Jamie newest true passion is swimming. In 2017, Green Mountain Adaptive Sports provided her with a scholarship with Just Ducky Aquatics to learn how to swim again and regain her confidence in the pool. Jamie now swims four nights a week with her local swim club and competes in regular swim meets throughout Central and Northern Vermont during the winter. Jamie recently participated in a Paralympic adaptive swim clinic at UMass Amherst coached by Paralympic gold medalist swimmers! 

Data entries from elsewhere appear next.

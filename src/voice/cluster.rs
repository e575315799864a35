//! Voice call clustering and the completed-call archive.
//!
//! VOC superframes arriving within 20 kHz and 20 s of an in-progress call
//! join it; anything else opens a new call, finalizing the oldest slot when
//! all eight are busy. Finalizing decodes the AMBE payloads to PCM,
//! normalizes quiet audio, classifies quality from the frame-rate ratio,
//! and stores the call in a 100-entry ring queried by age-ordered index.
//!
//! One mutex covers the active-call table, the ring, and the running
//! totals; the query surface is safe to hit from other threads.

use std::sync::Mutex;

use tracing::{debug, trace};

use crate::frame::VocData;
use crate::voice::ambe::{AmbeDecoder, SAMPLES_PER_SUPERFRAME, SUBFRAMES_PER_SUPERFRAME, VOC_PAYLOAD_BYTES};

/// Completed-call ring capacity.
pub const VOICE_MAX_CALLS: usize = 100;

/// Frames accumulated per call (about three minutes).
pub const VOICE_MAX_FRAMES: usize = 2000;

/// Frequency window for joining an active call, in Hz.
pub const VOICE_CLUSTER_FREQ_HZ: f64 = 20_000.0;

/// Silence gap that closes a call, in seconds.
pub const VOICE_CLUSTER_GAP_SECS: f64 = 20.0;

/// Concurrent in-progress calls.
pub const MAX_ACTIVE_CALLS: usize = 8;

/// Minimum decoded sub-frames for a call to be kept.
const MIN_DECODED_SUBFRAMES: usize = 4;

#[derive(Debug, Clone, Copy, PartialEq, Eq)]
pub enum VoiceQuality {
    Good,
    Fair,
    Poor,
}

impl VoiceQuality {
    pub fn as_str(self) -> &'static str {
        match self {
            VoiceQuality::Good => "good",
            VoiceQuality::Fair => "fair",
            VoiceQuality::Poor => "poor",
        }
    }
}

/// One archived voice call.
#[derive(Debug, Clone)]
pub struct VoiceCall {
    pub start_time: u64,
    pub end_time: u64,
    /// Mean frequency over the call, Hz.
    pub frequency: f64,
    /// VOC frames received.
    pub n_frames: usize,
    pub quality: VoiceQuality,
    /// Decoded PCM, 8 kHz 16-bit mono.
    pub audio: Vec<i16>,
    /// Monotonic call counter.
    pub call_id: u64,
}

struct ActiveCall {
    frames: Vec<[u8; VOC_PAYLOAD_BYTES]>,
    first_time: u64,
    last_time: u64,
    freq_sum: f64,
}

impl ActiveCall {
    fn mean_frequency(&self) -> f64 {
        if self.frames.is_empty() {
            0.0
        } else {
            self.freq_sum / self.frames.len() as f64
        }
    }
}

struct VoiceInner {
    decoder: Box<dyn AmbeDecoder>,
    active: [Option<ActiveCall>; MAX_ACTIVE_CALLS],
    ring: Vec<Option<VoiceCall>>,
    head: usize,
    count: usize,
    total_calls: u64,
    total_frames: u64,
}

/// Voice clustering front end plus the shared call archive.
pub struct VoiceDecoder {
    inner: Mutex<VoiceInner>,
}

impl VoiceDecoder {
    pub fn new(decoder: Box<dyn AmbeDecoder>) -> Self {
        Self {
            inner: Mutex::new(VoiceInner {
                decoder,
                active: Default::default(),
                ring: (0..VOICE_MAX_CALLS).map(|_| None).collect(),
                head: 0,
                count: 0,
                total_calls: 0,
                total_frames: 0,
            }),
        }
    }

    fn lock(&self) -> std::sync::MutexGuard<'_, VoiceInner> {
        self.inner.lock().unwrap_or_else(|e| e.into_inner())
    }

    /// Cluster one VOC superframe into an active call.
    pub fn add_frame(&self, voc: &VocData) {
        let mut inner = self.lock();
        inner.total_frames += 1;

        let mut slot = inner.active.iter().position(|c| {
            c.as_ref()
                .is_some_and(|c| (voc.frequency - c.mean_frequency()).abs() <= VOICE_CLUSTER_FREQ_HZ)
        });

        if let Some(i) = slot {
            let gap = voc.timestamp.saturating_sub(
                inner.active[i].as_ref().map_or(0, |c| c.last_time),
            ) as f64
                / 1e9;
            if gap > VOICE_CLUSTER_GAP_SECS {
                inner.finalize_slot(i);
                slot = None;
            }
        }

        let i = match slot {
            Some(i) => i,
            None => inner.alloc_slot(),
        };

        let call = inner.active[i].get_or_insert_with(|| {
            trace!(freq = voc.frequency, "opening voice call");
            ActiveCall {
                frames: Vec::new(),
                first_time: voc.timestamp,
                last_time: voc.timestamp,
                freq_sum: 0.0,
            }
        });

        if call.frames.len() < VOICE_MAX_FRAMES {
            call.frames.push(voc.payload);
            call.freq_sum += voc.frequency;
        }
        call.last_time = voc.timestamp;
    }

    /// Finalize every in-progress call (shutdown / end of input).
    pub fn flush(&self) {
        let mut inner = self.lock();
        for i in 0..MAX_ACTIVE_CALLS {
            inner.finalize_slot(i);
        }
    }

    /// Calls currently held in the archive.
    pub fn call_count(&self) -> usize {
        self.lock().count
    }

    /// Completed calls over the lifetime of the decoder.
    pub fn total_calls(&self) -> u64 {
        self.lock().total_calls
    }

    /// VOC frames seen over the lifetime of the decoder.
    pub fn total_frames(&self) -> u64 {
        self.lock().total_frames
    }

    /// Archived call by age index: 0 is the oldest in the ring.
    pub fn call(&self, index: usize) -> Option<VoiceCall> {
        let inner = self.lock();
        if index >= inner.count {
            return None;
        }
        let pos = (inner.head + VOICE_MAX_CALLS - inner.count + index) % VOICE_MAX_CALLS;
        inner.ring[pos].clone()
    }
}

impl VoiceInner {
    /// First free active slot, or the oldest one after finalizing it.
    fn alloc_slot(&mut self) -> usize {
        if let Some(i) = self.active.iter().position(Option::is_none) {
            return i;
        }
        let oldest = self
            .active
            .iter()
            .enumerate()
            .min_by_key(|(_, c)| c.as_ref().map_or(u64::MAX, |c| c.first_time))
            .map(|(i, _)| i)
            .unwrap_or(0);
        self.finalize_slot(oldest);
        oldest
    }

    fn finalize_slot(&mut self, idx: usize) {
        let Some(call) = self.active[idx].take() else {
            return;
        };
        if call.frames.len() < 3 {
            trace!(frames = call.frames.len(), "discarding short voice call");
            return;
        }

        let mut audio: Vec<i16> = Vec::with_capacity(call.frames.len() * SAMPLES_PER_SUPERFRAME);
        let mut decoded_ok = 0usize;
        let mut pcm = [0i16; SAMPLES_PER_SUPERFRAME];
        for payload in &call.frames {
            let ok = self.decoder.decode_superframe(payload, &mut pcm);
            if ok > 0 {
                audio.extend_from_slice(&pcm);
                decoded_ok += ok;
            }
        }
        debug!(
            ok = decoded_ok,
            total = call.frames.len() * SUBFRAMES_PER_SUPERFRAME,
            "AMBE decode finished"
        );

        if decoded_ok < MIN_DECODED_SUBFRAMES {
            return;
        }

        normalize(&mut audio);

        let duration_ms = call.last_time.saturating_sub(call.first_time) / 1_000_000;
        let quality = classify_quality(call.frames.len(), duration_ms);
        let call_id = self.total_calls;
        self.total_calls += 1;

        debug!(
            call_id,
            frames = call.frames.len(),
            secs = duration_ms as f64 / 1000.0,
            quality = quality.as_str(),
            mhz = call.mean_frequency() / 1e6,
            "voice call complete"
        );

        // Ring insert; overwriting drops the evicted call's PCM buffer.
        let completed = VoiceCall {
            start_time: call.first_time,
            end_time: call.last_time,
            frequency: call.mean_frequency(),
            n_frames: call.frames.len(),
            quality,
            audio,
            call_id,
        };
        self.ring[self.head] = Some(completed);
        self.head = (self.head + 1) % VOICE_MAX_CALLS;
        if self.count < VOICE_MAX_CALLS {
            self.count += 1;
        }
    }
}

/// Boost quiet audio toward ~80% of full scale, capped at 8x gain.
fn normalize(audio: &mut [i16]) {
    let peak = audio.iter().map(|&s| (s as i32).abs()).max().unwrap_or(0);
    if peak > 0 && peak < 16000 {
        let gain = (26000.0 / peak as f64).min(8.0);
        for s in audio.iter_mut() {
            *s = ((*s as f64 * gain) as i32).clamp(i16::MIN as i32, i16::MAX as i32) as i16;
        }
    }
}

/// Frame-rate ratio against the expected one superframe per 90 ms.
fn classify_quality(n_frames: usize, duration_ms: u64) -> VoiceQuality {
    if duration_ms == 0 {
        return VoiceQuality::Poor;
    }
    let expected = duration_ms as f64 / 90.0;
    let ratio = n_frames as f64 / expected;
    if ratio > 0.8 {
        VoiceQuality::Good
    } else if ratio > 0.5 {
        VoiceQuality::Fair
    } else {
        VoiceQuality::Poor
    }
}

In her spare time, Jamie is a Vermont Make-A-Wish Ambassador and has given over 20 speeches about her wish to swim with the Sea Turtles in Hawaii in 2015. She has also volunteered at many Green Mountain Adaptive Sports events over the past few years as a way of giving back to an organization that has given her the ability to participate in sports again. Last summer, Jamie participated in her first 5km kid’s obstacle course at the Trapp Family Lodge. 

James Hathaway, CEO of Make-A-Wish-Vermont was so moved by her story that he asked that she writes a book about it. In August 2018, Jamie published a book illustrated by Leonard Kenyon of Arlington, Vermont, entitled “Wishes Are Medicine”. It tells the story of how she recovered from a brain aneurysm at age 14, and how Make-A-Wish played an important role in her recovery. She toured several bookstores in Vermont and New York soon after the release. Well done Jamie, we are so proud of you! Please support Jamie and get your copy of “Wishes are Medicine” here.

When Jamie graduates from high school, she plans to attend college and aspires to someday become an FBI profiler.